IEEE Trans Image Process. 2019 Oct 22. doi: 10.1109/TIP.2019.2947780. Online ahead of print.

Abstract

Zero-shot learning aims to recognize objects which do not appear in the training dataset. Previous prevalent mapping-based zero-shot learning methods suffer from the projection domain shift problem due to the lack of image classes in the training stage. In order to alleviate the projection domain shift problem, a deep unbiased embedding transfer (DUET) model is proposed in this paper. The DUET model is composed of a deep embedding transfer (DET) module and an unseen visual feature generation (UVG) module. In the DET module, a novel combined embedding transfer net which integrates the complementary merits of the linear and nonlinear embedding mapping functions is proposed to connect the visual space and semantic space. What's more, the end-to-end joint training process is implemented to train the visual feature extractor and the combined embedding transfer net simultaneously.
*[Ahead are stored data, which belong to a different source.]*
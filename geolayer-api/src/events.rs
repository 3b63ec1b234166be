//! WebSocket Event Types
//!
//! Notifications pushed to live subscribers of a datasource. Events carry
//! only the datasource id; clients re-fetch the layer over HTTP.

use geolayer_core::DatasourceId;
use serde::{Deserialize, Serialize};

#[derive(Debug, Clone, PartialEq, Eq, Serialize, Deserialize)]
#[serde(tag = "type")]
pub enum HubEvent {
    /// Sent once when a subscription is established.
    Connected { datasource: DatasourceId },

    /// A feature was added or edited, or the whole layer was replaced.
    LayerUpdated { datasource: DatasourceId },

    /// The layer was physically removed.
    LayerDeleted { datasource: DatasourceId },
}

impl HubEvent {
    pub fn event_type(&self) -> &'static str {
        match self {
            HubEvent::Connected { .. } => "Connected",
            HubEvent::LayerUpdated { .. } => "LayerUpdated",
            HubEvent::LayerDeleted { .. } => "LayerDeleted",
        }
    }
}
In the UVG module, a visual feature generator trained with a conditional generative adversarial framework is used to synthesize the visual features of the unseen classes to ease the disturbance of the projection domain shift problem. Furthermore, a quantitative index, namely the score of resistance on domain shift (ScoreRDS), is proposed to evaluate different models regarding their resistance capability on the projection domain shift problem. The experiments on five zero-shot learning benchmarks verify the effectiveness of the proposed DUET model. As demonstrated by the qualitative and quantitative analysis, the unseen class visual feature generation, the combined embedding transfer net and the end-to-end joint training process all contribute to alleviating projection domain shift in zero-shot learning.